[Saved data entries]
● ● ● ● ●

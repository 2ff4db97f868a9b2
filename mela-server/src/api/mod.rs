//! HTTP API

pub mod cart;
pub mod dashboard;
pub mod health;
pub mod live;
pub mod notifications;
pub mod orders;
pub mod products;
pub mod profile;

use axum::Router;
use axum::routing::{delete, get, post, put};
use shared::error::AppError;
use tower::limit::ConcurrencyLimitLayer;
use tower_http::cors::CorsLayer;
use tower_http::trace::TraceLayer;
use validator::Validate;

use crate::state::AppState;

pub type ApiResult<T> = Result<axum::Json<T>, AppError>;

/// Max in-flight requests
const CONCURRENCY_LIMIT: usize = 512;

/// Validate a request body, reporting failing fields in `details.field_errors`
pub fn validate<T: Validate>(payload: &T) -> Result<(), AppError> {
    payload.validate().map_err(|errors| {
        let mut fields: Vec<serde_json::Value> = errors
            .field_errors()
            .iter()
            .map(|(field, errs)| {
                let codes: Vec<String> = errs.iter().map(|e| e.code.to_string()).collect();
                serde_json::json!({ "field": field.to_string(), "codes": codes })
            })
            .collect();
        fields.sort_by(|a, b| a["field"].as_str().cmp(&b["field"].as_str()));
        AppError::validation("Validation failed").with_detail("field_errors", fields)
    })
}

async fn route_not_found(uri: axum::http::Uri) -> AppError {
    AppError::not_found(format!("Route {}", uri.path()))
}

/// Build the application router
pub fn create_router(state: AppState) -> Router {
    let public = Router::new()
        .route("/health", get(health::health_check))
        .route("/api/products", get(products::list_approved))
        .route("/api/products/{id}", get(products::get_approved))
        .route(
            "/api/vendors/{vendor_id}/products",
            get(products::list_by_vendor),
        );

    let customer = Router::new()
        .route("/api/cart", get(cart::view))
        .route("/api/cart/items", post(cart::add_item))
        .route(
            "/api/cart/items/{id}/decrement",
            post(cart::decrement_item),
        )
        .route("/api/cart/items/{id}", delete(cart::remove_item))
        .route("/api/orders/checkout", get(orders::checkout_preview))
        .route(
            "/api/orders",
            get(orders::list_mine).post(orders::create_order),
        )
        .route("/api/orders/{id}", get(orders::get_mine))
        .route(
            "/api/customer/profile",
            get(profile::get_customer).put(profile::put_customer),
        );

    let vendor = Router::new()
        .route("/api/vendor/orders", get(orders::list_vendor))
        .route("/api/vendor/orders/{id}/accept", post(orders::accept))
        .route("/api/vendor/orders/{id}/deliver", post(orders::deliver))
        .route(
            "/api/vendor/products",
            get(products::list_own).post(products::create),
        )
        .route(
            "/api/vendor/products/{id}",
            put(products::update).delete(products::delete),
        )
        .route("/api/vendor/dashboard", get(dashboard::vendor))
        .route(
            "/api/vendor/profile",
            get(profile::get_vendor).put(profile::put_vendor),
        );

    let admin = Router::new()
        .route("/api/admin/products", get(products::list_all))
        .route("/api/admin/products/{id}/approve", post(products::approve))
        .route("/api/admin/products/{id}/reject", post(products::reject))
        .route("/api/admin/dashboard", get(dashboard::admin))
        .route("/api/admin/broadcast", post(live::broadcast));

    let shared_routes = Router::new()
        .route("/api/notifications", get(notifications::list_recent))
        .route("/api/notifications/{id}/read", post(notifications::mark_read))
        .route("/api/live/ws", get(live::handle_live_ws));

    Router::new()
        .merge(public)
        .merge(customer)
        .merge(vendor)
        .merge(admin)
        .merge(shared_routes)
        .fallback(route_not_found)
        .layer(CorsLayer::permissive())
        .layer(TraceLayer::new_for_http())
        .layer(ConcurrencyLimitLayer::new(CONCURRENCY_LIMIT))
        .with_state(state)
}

● ● ● ● ●

• WHAT THE EXERCISE ASKS:
Nothing added, nothing dropped: copy the data above.

• TASK RESULT:
repository 2ff4db97f868a9b2
filename mela-server/src/api/mod.rs
//! HTTP API

pub mod cart;
pub mod dashboard;
pub mod health;
pub mod live;
pub mod notifications;
pub mod orders;
pub mod products;
pub mod profile;

use axum::Router;
use axum::routing::{delete, get, post, put};
use shared::error::AppError;
use tower::limit::ConcurrencyLimitLayer;
use tower_http::cors::CorsLayer;
use tower_http::trace::TraceLayer;
use validator::Validate;

use crate::state::AppState;

pub type ApiResult<T> = Result<axum::Json<T>, AppError>;

/// Max in-flight requests
const CONCURRENCY_LIMIT: usize = 512;

/// Validate a request body, reporting failing fields in `details.field_errors`
pub fn validate<T: Validate>(payload: &T) -> Result<(), AppError> {
    payload.validate().map_err(|errors| {
        let mut fields: Vec<serde_json::Value> = errors
            .field_errors()
            .iter()
            .map(|(field, errs)| {
                let codes: Vec<String> = errs.iter().map(|e| e.code.to_string()).collect();
                serde_json::json!({ "field": field.to_string(), "codes": codes })
            })
            .collect();
        fields.sort_by(|a, b| a["field"].as_str().cmp(&b["field"].as_str()));
        AppError::validation("Validation failed").with_detail("field_errors", fields)
    })
}

async fn route_not_found(uri: axum::http::Uri) -> AppError {
    AppError::not_found(format!("Route {}", uri.path()))
}

/// Build the application router
pub fn create_router(state: AppState) -> Router {
    let public = Router::new()
        .route("/health", get(health::health_check))
        .route("/api/products", get(products::list_approved))
        .route("/api/products/{id}", get(products::get_approved))
        .route(
            "/api/vendors/{vendor_id}/products",
            get(products::list_by_vendor),
        );

    let customer = Router::new()
        .route("/api/cart", get(cart::view))
        .route("/api/cart/items", post(cart::add_item))
        .route(
            "/api/cart/items/{id}/decrement",
            post(cart::decrement_item),
        )
        .route("/api/cart/items/{id}", delete(cart::remove_item))
        .route("/api/orders/checkout", get(orders::checkout_preview))
        .route(
            "/api/orders",
            get(orders::list_mine).post(orders::create_order),
        )
        .route("/api/orders/{id}", get(orders::get_mine))
        .route(
            "/api/customer/profile",
            get(profile::get_customer).put(profile::put_customer),
        );

    let vendor = Router::new()
        .route("/api/vendor/orders", get(orders::list_vendor))
        .route("/api/vendor/orders/{id}/accept", post(orders::accept))
        .route("/api/vendor/orders/{id}/deliver", post(orders::deliver))
        .route(
            "/api/vendor/products",
            get(products::list_own).post(products::create),
        )
        .route(
            "/api/vendor/products/{id}",
            put(products::update).delete(products::delete),
        )
        .route("/api/vendor/dashboard", get(dashboard::vendor))
        .route(
            "/api/vendor/profile",
            get(profile::get_vendor).put(profile::put_vendor),
        );

    let admin = Router::new()
        .route("/api/admin/products", get(products::list_all))
        .route("/api/admin/products/{id}/approve", post(products::approve))
        .route("/api/admin/products/{id}/reject", post(products::reject))
        .route("/api/admin/dashboard", get(dashboard::admin))
        .route("/api/admin/broadcast", post(live::broadcast));

    let shared_routes = Router::new()
        .route("/api/notifications", get(notifications::list_recent))
        .route("/api/notifications/{id}/read", post(notifications::mark_read))
        .route("/api/live/ws", get(live::handle_live_ws));

    Router::new()
        .merge(public)
        .merge(customer)
        .merge(vendor)
        .merge(admin)
        .merge(shared_routes)
        .fallback(route_not_found)
        .layer(CorsLayer::permissive())
        .layer(TraceLayer::new_for_http())
        .layer(ConcurrencyLimitLayer::new(CONCURRENCY_LIMIT))
        .with_state(state)
}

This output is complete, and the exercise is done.